#10 – Prices Far Away

#10 – Prices Far Away

rich safarisFinancial realities are overwhelming African safari vendors whose Life-of-Riley is slowly coming to an end.

Right now safari vendors are falling all over themselves to offer better and better “specials.” It’s the wrong way to do the right thing, and they’re just going to end up in a deeper hole.

My last most important story in Africa for 2015 is how expensive a safari has become. By the way it isn’t just safaris. Packaged and guided programs worldwide are artificially priced too high.

The reasons for this I explain below, but what I want to get to right away is how seriously wrong African vendors are responding.

Five-for-four, four-for-three, six-for-four, two-for-three, and now even two-for-one “specials” is the way African vendors are responding right now. It won’t work.

I’ve been vested in African properties and transport, and I’ve been the “middleman” who packages multiple vendors then resells them. I know the nitty gritty of almost every cost on both sides of the coin, and I know that African investors have really got it wrong today.
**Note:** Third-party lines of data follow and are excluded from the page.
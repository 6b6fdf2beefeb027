use std::{collections::HashMap, path::PathBuf, sync::Arc, time::Duration};

use tokio::{
    sync::Mutex,
    task::JoinHandle,
    time::{self, MissedTickBehavior},
};
use tokio_util::sync::CancellationToken;
use tracing::warn;

use crate::{
    domain::{
        error::RelayError,
        models::{Camera, CameraRegistry},
    },
    interfaces::gateway::Gateway,
};

/// Caption attached to delivered media.
#[must_use]
pub fn timestamp_caption() -> String {
    chrono::Local::now().format("%d.%m.%Y %H:%M:%S").to_string()
}

/// Pulls one snapshot into a temp file owned by the caller.
pub async fn fetch_snapshot(
    http: &reqwest::Client,
    camera: &Camera,
) -> Result<PathBuf, RelayError> {
    let url = camera.snapshot_url.as_deref().ok_or_else(|| {
        RelayError::Fetch(format!("camera '{}' has no snapshot endpoint", camera.id))
    })?;

    let mut request = http.get(url);
    if let Some(username) = &camera.username {
        request = request.basic_auth(username, camera.password.as_deref());
    }

    let response = request
        .send()
        .await
        .map_err(|error| RelayError::Fetch(error.to_string()))?;
    if !response.status().is_success() {
        return Err(RelayError::Fetch(format!(
            "{url} returned {}",
            response.status()
        )));
    }

    let bytes = response
        .bytes()
        .await
        .map_err(|error| RelayError::Fetch(error.to_string()))?;

    let path = std::env::temp_dir().join(format!("snapshot-{}.jpg", uuid::Uuid::new_v4()));
    tokio::fs::write(&path, &bytes)
        .await
        .map_err(|error| RelayError::Fetch(format!("failed to write {}: {error}", path.display())))?;

    Ok(path)
}

/// Fetches and delivers a batch of snapshots in camera order. A failed
/// camera is reported to the chat as text and the batch continues;
/// delivery failures of the photo itself are only logged.
pub async fn deliver_snapshots(
    gateway: &dyn Gateway,
    http: &reqwest::Client,
    cameras: &[Camera],
    chat_id: i64,
) {
    for camera in cameras {
        match fetch_snapshot(http, camera).await {
            Ok(path) => {
                if let Err(error) = gateway
                    .send_photo(chat_id, &path, &timestamp_caption())
                    .await
                {
                    warn!("snapshot delivery to {chat_id} failed: {error}");
                }
                let _ = tokio::fs::remove_file(&path).await;
            }
            Err(error) => {
                let notice =
                    format!("Fetching a snapshot from '{}' failed: {error}", camera.name);
                if let Err(error) = gateway.send_text(chat_id, &notice).await {
                    warn!("snapshot failure notice to {chat_id} failed: {error}");
                }
            }
        }
    }
}

struct ScheduledJob {
    cancel: CancellationToken,
    task: JoinHandle<()>,
}

/// Periodic-snapshot facility shared by all chats: at most one live job
/// per chat id. Replacing a job fully removes the old one (cancel and
/// join) before the new one is installed, so a replacement is atomic
/// from the chat's perspective.
pub struct SnapshotScheduler {
    gateway: Arc<dyn Gateway>,
    http: reqwest::Client,
    cameras: CameraRegistry,
    jobs: Mutex<HashMap<i64, ScheduledJob>>,
}

impl SnapshotScheduler {
    #[must_use]
    pub fn new(gateway: Arc<dyn Gateway>, http: reqwest::Client, cameras: CameraRegistry) -> Self {
        Self {
            gateway,
            http,
            cameras,
            jobs: Mutex::new(HashMap::new()),
        }
    }

    /// Installs (or removes, when `interval_secs` is 0) the periodic job
    /// for a chat. Unknown camera ids are skipped with a log line.
    pub async fn schedule(&self, chat_id: i64, interval_secs: u64, camera_ids: &[String]) {
        let mut jobs = self.jobs.lock().await;
        remove_job(&mut jobs, chat_id).await;

        if interval_secs == 0 {
            return;
        }

        let cameras = camera_ids
            .iter()
            .filter_map(|id| match self.cameras.get(id) {
                Some(camera) => Some(camera.clone()),
                None => {
                    warn!("skipping unknown camera id '{id}' for chat {chat_id}");
                    None
                }
            })
            .collect::<Vec<_>>();

        let cancel = CancellationToken::new();
        let task = tokio::spawn(run_job(
            self.gateway.clone(),
            self.http.clone(),
            cameras,
            chat_id,
            interval_secs,
            cancel.clone(),
        ));

        jobs.insert(chat_id, ScheduledJob { cancel, task });
    }

    /// Removes the chat's job. A no-op when none exists.
    pub async fn cancel(&self, chat_id: i64) {
        let mut jobs = self.jobs.lock().await;
        remove_job(&mut jobs, chat_id).await;
    }

    pub async fn shutdown(&self) {
        let mut jobs = self.jobs.lock().await;
        let drained = jobs.drain().collect::<Vec<_>>();
        drop(jobs);

        for (chat_id, job) in drained {
            job.cancel.cancel();
            if let Err(error) = job.task.await {
                warn!("scheduled job for chat {chat_id} ended abnormally: {error}");
            }
        }
    }

    pub async fn has_job(&self, chat_id: i64) -> bool {
        self.jobs.lock().await.contains_key(&chat_id)
    }

    pub async fn active_jobs(&self) -> usize {
        self.jobs.lock().await.len()
    }
}

async fn remove_job(jobs: &mut HashMap<i64, ScheduledJob>, chat_id: i64) {
    if let Some(job) = jobs.remove(&chat_id) {
        job.cancel.cancel();
        if let Err(error) = job.task.await {
            warn!("scheduled job for chat {chat_id} ended abnormally: {error}");
        }
    }
}

async fn run_job(
    gateway: Arc<dyn Gateway>,
    http: reqwest::Client,
    cameras: Vec<Camera>,
    chat_id: i64,
    interval_secs: u64,
    cancel: CancellationToken,
) {
    let period = Duration::from_secs(interval_secs);
    let mut ticker = time::interval_at(time::Instant::now() + period, period);
    ticker.set_missed_tick_behavior(MissedTickBehavior::Delay);

    loop {
        tokio::select! {
            () = cancel.cancelled() => break,
            _ = ticker.tick() => {
                deliver_snapshots(gateway.as_ref(), &http, &cameras, chat_id).await;
            }
        }
    }
}
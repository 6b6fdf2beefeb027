use std::path::{Path, PathBuf};

use async_trait::async_trait;

use crate::domain::error::RelayError;

#[derive(Debug, Clone, Copy, PartialEq, Eq)]
pub enum ChatAction {
    Typing,
    UploadPhoto,
    UploadVideo,
}

impl ChatAction {
    #[must_use]
    pub fn as_str(self) -> &'static str {
        match self {
            Self::Typing => "typing",
            Self::UploadPhoto => "upload_photo",
            Self::UploadVideo => "upload_video",
        }
    }
}

/// One button of an inline keyboard menu.
#[derive(Debug, Clone, PartialEq, Eq)]
pub struct KeyboardButton {
    pub label: String,
    pub data: String,
}

impl KeyboardButton {
    #[must_use]
    pub fn new(label: impl Into<String>, data: impl Into<String>) -> Self {
        Self {
            label: label.into(),
            data: data.into(),
        }
    }
}

/// The only seam through which the relay talks to the messaging
/// frontend. Transport failures surface as [`RelayError::Delivery`] (or
/// [`RelayError::Fetch`] for downloads) so callers can decide whether to
/// echo them back to the requesting chat or just log them.
#[async_trait]
pub trait Gateway: Send + Sync {
    async fn send_text(&self, chat_id: i64, text: &str) -> Result<(), RelayError>;

    async fn send_photo(&self, chat_id: i64, path: &Path, caption: &str)
    -> Result<(), RelayError>;

    async fn send_video(&self, chat_id: i64, path: &Path, caption: &str)
    -> Result<(), RelayError>;

    async fn send_chat_action(&self, chat_id: i64, action: ChatAction) -> Result<(), RelayError>;

    async fn answer_callback(&self, query_id: &str, text: Option<&str>)
    -> Result<(), RelayError>;

    async fn send_keyboard(
        &self,
        chat_id: i64,
        text: &str,
        rows: &[Vec<KeyboardButton>],
    ) -> Result<(), RelayError>;

    /// Downloads an attachment (voice note) into a temp file owned by
    /// the caller.
    async fn fetch_file(&self, file_id: &str) -> Result<PathBuf, RelayError>;
}
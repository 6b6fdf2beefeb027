use std::{sync::Arc, time::Duration};

use homerelay::{application::snapshots::SnapshotScheduler, domain::models::CameraRegistry};

use super::support::{GatewayCall, RecordingGateway, camera, spawn_snapshot_server};

#[tokio::test]
async fn scheduled_jobs_tick_and_deliver() {
    let server = spawn_snapshot_server(true, b"\xFF\xD8\xFF\xE0bytes").await;
    let registry = CameraRegistry::new(vec![camera("door", "Front door", Some(server.url()))]);
    let gateway = Arc::new(RecordingGateway::default());
    let scheduler = SnapshotScheduler::new(gateway.clone(), reqwest::Client::new(), registry);

    scheduler.schedule(42, 1, &["door".to_owned()]).await;
    tokio::time::sleep(Duration::from_millis(2_300)).await;
    scheduler.cancel(42).await;

    let photos = gateway
        .calls()
        .await
        .into_iter()
        .filter(|call| matches!(call, GatewayCall::Photo { chat_id: 42, .. }))
        .count();
    assert!(photos >= 1, "at least one tick should have delivered");
    assert_eq!(scheduler.active_jobs().await, 0);

    server.stop();
}

#[tokio::test]
async fn replacing_and_clearing_jobs_upholds_the_one_job_invariant() {
    let registry = CameraRegistry::new(vec![camera(
        "door",
        "Front door",
        Some("http://127.0.0.1:1/unreachable.jpg".to_owned()),
    )]);
    let gateway = Arc::new(RecordingGateway::default());
    let scheduler = SnapshotScheduler::new(gateway, reqwest::Client::new(), registry);
    let ids = vec!["door".to_owned()];

    for interval in [30, 60, 90] {
        scheduler.schedule(42, interval, &ids).await;
        assert_eq!(scheduler.active_jobs().await, 1);
    }

    scheduler.schedule(42, 0, &ids).await;
    assert_eq!(scheduler.active_jobs().await, 0);
    assert!(!scheduler.has_job(42).await);
}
The answer isn’t to offer specials, but to recalculate business models and lower profits. This is the only way to survive.

First of all recognize why this is happening. The market for safaris is softer than ever. It’s not entirely the African businessman’s fault. A lot has to do with the weak economies worldwide. Europe has always been the principle consumer of African safaris, and Europe is struggling to perform.
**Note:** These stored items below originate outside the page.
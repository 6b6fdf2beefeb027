use sqlx::{Executor, SqlitePool};

use crate::domain::error::RelayError;

pub async fn migrate(pool: &SqlitePool) -> Result<(), RelayError> {
    let migration = r#"
    PRAGMA journal_mode = WAL;
    PRAGMA synchronous = NORMAL;

    CREATE TABLE IF NOT EXISTS chat_settings (
        chat_id INTEGER PRIMARY KEY NOT NULL,
        snapshot_interval_secs INTEGER,
        updated_at_ms INTEGER NOT NULL
    );
    "#;

    pool.execute(migration)
        .await
        .map_err(|error| RelayError::Storage(format!("migration failed: {error}")))?;

    Ok(())
}
impl Session {
    async fn run(self, mut rx: mpsc::Receiver<InboundEvent>) {
        self.open().await;
        loop {
            match tokio::time::timeout(self.state.config().idle_timeout, rx.recv()).await {
                Ok(Some(event)) => self.handle_event(event).await,
                Ok(None) => break,
                Err(_) => {
                    self.on_idle().await;
                    break;
                }
            }
        }
        rx.close();
        self.close().await;
    }

    /// Reinstalls the chat's periodic snapshot job from persisted
    /// settings, seeding the settings row on first contact.
    async fn open(&self) {
        match self.state.store().ensure_chat_settings(self.chat_id).await {
            Ok(settings) => {
                let interval = settings.snapshot_interval_secs.unwrap_or(0);
                if interval > 0 {
                    self.scheduler
                        .schedule(self.chat_id, interval.unsigned_abs(), &self.camera_ids())
                        .await;
                }
            }
            Err(error) => {
                warn!("failed to load settings for chat {}: {error}", self.chat_id);
            }
        }
    }

    async fn handle_event(&self, event: InboundEvent) {
        match event {
            InboundEvent::Text { text, .. } => self.handle_text(&text).await,
            InboundEvent::Voice { file_id, .. } => self.handle_voice(file_id),
            InboundEvent::Callback { query_id, data, .. } => {
                self.handle_callback(&query_id, &data).await;
            }
            InboundEvent::Unsupported { kind, .. } => {
                self.send_text(&format!("Your '{kind}' landed in nirvana ..."))
                    .await;
            }
        }
    }

    async fn handle_text(&self, text: &str) {
        if text.starts_with("/start") {
            self.send_text(GREETING).await;
            self.send_main_menu().await;
        } else if text.starts_with("/enable") {
            self.state.alert().set_enabled(true);
            self.send_text("Alerts are now on.").await;
        } else if text.starts_with("/disable") {
            self.state.alert().set_enabled(false);
            self.send_text("Alerts are now off.").await;
        } else if text.starts_with("/toggle") {
            let enabled = self.state.alert().toggle();
            self.send_text(if enabled {
                "Alerts are now on."
            } else {
                "Alerts are now off."
            })
            .await;
        } else if text.starts_with("/snapshot") {
            self.handle_snapshot_command(text).await;
        } else if text.starts_with("/help") {
            self.send_text(HELP_TEXT).await;
        } else if text.starts_with('/') {
            self.send_text("Unknown command. Type /help for more info.")
                .await;
        } else {
            self.handle_free_text(text).await;
        }
    }

    async fn handle_snapshot_command(&self, text: &str) {
        let args = text.split_whitespace().skip(1).collect::<Vec<_>>();
        match args.as_slice() {
            [] => show_snapshot_menu(self.gateway.as_ref(), &self.state, self.chat_id).await,
            ["interval"] => match self.state.store().snapshot_interval(self.chat_id).await {
                Ok(None) => {
                    self.send_text("The snapshot interval has not been configured yet.")
                        .await;
                }
                Ok(Some(interval)) => {
                    self.send_text(&format!(
                        "The snapshot interval is currently {interval} seconds."
                    ))
                    .await;
                }
                Err(error) => {
                    warn!("failed to read interval for chat {}: {error}", self.chat_id);
                    self.send_text("Reading the snapshot interval failed.").await;
                }
            },
            ["interval", value, ..] => self.set_snapshot_interval(value).await,
            _ => {
                self.send_text("Unknown /snapshot option. Type /help for more info.")
                    .await;
            }
        }
    }

    async fn set_snapshot_interval(&self, value: &str) {
        let Ok(interval) = value.parse::<i64>() else {
            self.send_text("The interval must be a number of seconds.")
                .await;
            return;
        };
        if interval < 0 {
            self.send_text("The interval must not be negative.").await;
            return;
        }

        if let Err(error) = self
            .state
            .store()
            .set_snapshot_interval(self.chat_id, interval)
            .await
        {
            warn!("failed to persist interval for chat {}: {error}", self.chat_id);
            self.send_text("Saving the snapshot interval failed.").await;
            return;
        }

        if interval > 0 {
            self.scheduler
                .schedule(self.chat_id, interval.unsigned_abs(), &self.camera_ids())
                .await;
            self.send_text(&format!("The snapshot interval is set to {interval} seconds."))
                .await;
        } else {
            self.scheduler.cancel(self.chat_id).await;
            self.send_text("Scheduled snapshots are disabled.").await;
        }
    }

    async fn handle_free_text(&self, text: &str) {
        if self.state.config().command_match == CommandMatch::Loose {
            if contains_keyword(text, "off") {
                self.state.alert().set_enabled(false);
                self.send_text("Alerts are now off.").await;
                return;
            }
            if contains_keyword(text, "on") {
                self.state.alert().set_enabled(true);
                self.send_text("Alerts are now on.").await;
                return;
            }
        }
        self.send_text("I'm not very chatty. Type /help for more info.")
            .await;
    }

    async fn handle_callback(&self, query_id: &str, data: &str) {
        if let Some(camera) = self.state.cameras().get(data) {
            let notice = format!("Snapshot from your camera '{}'", camera.name);
            self.answer_callback(query_id, Some(&notice)).await;
            self.spawn_snapshot_worker(camera.clone());
            return;
        }

        match data {
            "enable" => {
                self.state.alert().set_enabled(true);
                self.answer_callback(query_id, Some("Alerts are now on.")).await;
                self.send_main_menu().await;
            }
            "disable" => {
                self.state.alert().set_enabled(false);
                self.answer_callback(query_id, Some("Alerts are now off.")).await;
                self.send_main_menu().await;
            }
            "snapshot" => {
                self.answer_callback(query_id, None).await;
                show_snapshot_menu(self.gateway.as_ref(), &self.state, self.chat_id).await;
            }
            stale => {
                // A stored menu can reference a camera that has since
                // left the config.
                self.answer_callback(query_id, None).await;
                debug!("callback for unknown camera '{stale}' ignored");
            }
        }
    }

    /// On-demand one-camera snapshot, tracked so session close can join
    /// it. Re-shows the camera menu once delivery finished.
    fn spawn_snapshot_worker(&self, camera: Camera) {
        let gateway = self.gateway.clone();
        let state = self.state.clone();
        let chat_id = self.chat_id;

        self.workers.spawn(async move {
            if let Err(error) = gateway.send_chat_action(chat_id, ChatAction::UploadPhoto).await {
                warn!("chat action for {chat_id} failed: {error}");
            }
            snapshots::deliver_snapshots(
                gateway.as_ref(),
                state.http(),
                std::slice::from_ref(&camera),
                chat_id,
            )
            .await;
            show_snapshot_menu(gateway.as_ref(), &state, chat_id).await;
        });
    }

    fn handle_voice(&self, file_id: String) {
        if !self.transformer.ffmpeg_configured() {
            debug!("voice note ignored: transcoder not configured");
            return;
        }

        let gateway = self.gateway.clone();
        let transformer = self.transformer.clone();
        self.workers.spawn(async move {
            let source = match gateway.fetch_file(&file_id).await {
                Ok(source) => source,
                Err(error) => {
                    warn!("voice note download failed: {error}");
                    return;
                }
            };

            match transformer.transcode_voice(&source).await {
                Ok(converted) => {
                    transformer.play_chime(&converted).await;
                    let _ = tokio::fs::remove_file(&converted).await;
                }
                Err(error) => warn!("voice note dropped: {error}"),
            }
            let _ = tokio::fs::remove_file(&source).await;
        });
    }

    /// Purely cosmetic: a random filler line when the chat went quiet,
    /// and only while alerting is enabled.
    async fn on_idle(&self) {
        if !self.state.alert().is_enabled() {
            return;
        }
        let index = rand::random_range(0..IDLE_MESSAGES.len());
        self.send_text(IDLE_MESSAGES[index]).await;
    }

    /// Removes the chat's scheduled job and joins every in-flight
    /// background worker before the session's resources are released.
    async fn close(&self) {
        self.scheduler.cancel(self.chat_id).await;
        self.workers.close();
        self.workers.wait().await;
        debug!("session for chat {} closed", self.chat_id);
    }

    async fn send_main_menu(&self) {
        let alerting = self.state.alert().is_enabled();
        let alert_button = if alerting {
            KeyboardButton::new("\u{23F9} Alerts off", "disable")
        } else {
            KeyboardButton::new("\u{25B6}\u{FE0F} Alerts on", "enable")
        };
        let rows = [vec![
            KeyboardButton::new("\u{1F4F7} Snapshot", "snapshot"),
            alert_button,
        ]];

        if let Err(error) = self
            .gateway
            .send_keyboard(self.chat_id, "Choose an action:", &rows)
            .await
        {
            warn!("menu delivery to {} failed: {error}", self.chat_id);
        }
    }

    async fn send_text(&self, text: &str) {
        if let Err(error) = self.gateway.send_text(self.chat_id, text).await {
            warn!("text delivery to {} failed: {error}", self.chat_id);
        }
    }

    async fn answer_callback(&self, query_id: &str, text: Option<&str>) {
        if let Err(error) = self.gateway.answer_callback(query_id, text).await {
            warn!("callback answer for {} failed: {error}", self.chat_id);
        }
    }

    fn camera_ids(&self) -> Vec<String> {
        self.state
            .cameras()
            .all()
            .iter()
            .map(|camera| camera.id.clone())
            .collect()
    }
}
use std::{path::Path, str::FromStr};

use sqlx::{SqlitePool, sqlite::SqliteConnectOptions};

use crate::domain::error::RelayError;

#[derive(Debug, Clone)]
pub struct SqliteStore {
    pool: SqlitePool,
}

impl SqliteStore {
    pub async fn connect(path: &Path) -> Result<Self, RelayError> {
        if let Some(parent) = path.parent()
            && !parent.as_os_str().is_empty()
        {
            tokio::fs::create_dir_all(parent).await.map_err(|error| {
                RelayError::Storage(format!("failed to create parent directory: {error}"))
            })?;
        }

        let db_url = format!("sqlite://{}", path.display());
        let options = SqliteConnectOptions::from_str(&db_url)
            .map_err(|error| RelayError::Storage(format!("invalid sqlite URL: {error}")))?
            .create_if_missing(true)
            .foreign_keys(true);

        let pool = SqlitePool::connect_with(options)
            .await
            .map_err(|error| RelayError::Storage(format!("failed to connect sqlite: {error}")))?;

        let store = Self { pool };
        store.migrate().await?;
        Ok(store)
    }

    #[must_use]
    pub fn pool(&self) -> &SqlitePool {
        &self.pool
    }

    async fn migrate(&self) -> Result<(), RelayError> {
        super::migrations::migrate(self.pool()).await
    }
}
Asia was the new hope only a few years ago for the African safari market. Entire safari chains switched over to serve only rice with menus in Mandarin. That market has all but dried up.

But the common sense thing to do when your market goes soft is to lower prices. African vendors have rarely if ever lowered prices, and that’s their problem. They don’t know how to do it…

Packaged travel – an inclusive vacation that you buy from a single seller and that includes everything you need from transport and accommodations and meals to the guide – until very recently was the only way you could visit the African wilderness.

“Packaging” is expensive, not inherently so but historically so. It reflects a consumer as interested in service as cost. So in the early days, anyway, middlemen like EWT worked hard to provide better service, because that was the selling point.

Service can be premium priced, especially in small markets. It’s why first-class air travel is 8 times as expensive as economy, even though the seats aren’t eight times as big.

The African vendors we packaged got jealous of our high profits: “If “WorldWide Tours” can earn a third of the price, then we should be able to, too!”

By 25 years ago, the business model for African safaris had been set:

Every investor wanted a 50% minimum return on his investment within three years of writing his first check.

After those three years – after the mortgage had been paid off and the returns realized – the absolute minimum was put into maintenance and renewal. If the market declined the strategy was to lay off staff, and … get this, raise prices.

Africa is about the only place on earth where tourism net prices increased from 2007 to 2009.

While the original motivation for African investors’ high profits was copy-catting their resellers, by ten years ago the dynamic had flipped. During the robust global economies of the late 1990s, middlemen — the packagers — lowered their margins because there was so much business sound capitalist principles were in sway: volume.

African safari businessmen should have too, but they didn’t. So as soon as there was some emergence from the Great Recession, middlemen – the packagers – started increasing their profits with the same mantra: “If the vendors can make so much on a single sale, why shouldn’t we?”

The point, of course, is that neither the vendors or the resellers should have been so stupid.

This is upside down capitalism, and as crazy as it sounds it might once have been appropriate for a market that was reactive to politics and other unstable factors like weather that couldn’t be managed.

But that era is over. Travelers today will spring for an African safari in spite of a bevy of travel warnings or classical notions of unstable situations, which as the years go by proved Peter-the-Wolf fantasies. Radical weather has almost become the norm everywhere.

The reason specials won’t work is because in our business we don’t sell cars. We don’t have inventories to get rid of because whole new inventories are on their way.

Travel is a service not a thing. Specials work for things, not services. A consumer ponders and researchers purchasing a service a lot more than when purchasing a thing.

Especially with travel very few consumers buy last-minute, as they do all the time with things. I’d venture to say that 95% of travel to Africa is bought at least six months in advance, and that likely more than 50% is bought a year in advance.

So a special that will expire soon is pointless.

What it does do is seriously endanger the integrity of pricing. No one will believe any more any published price. Everyone will start bargaining and we’ll have one big casino on the veld:

I’ve watched more than one curio vendor put themselves out of business by accepting too low a price.

So to my African colleagues: accept lower profits. And to my potential clients: don’t hold your breath.

(For my summary of all the top 10 stories in Africa in 2015, click here.)

One thought on “#10 – Prices Far Away

  1. As a travel agent specializing in travel to Africa, I’ve lost 3 family safaris in 6 months due to price alone. People facing $20,000 to $35,000 for a 12 day safari for two is an insane amount of money.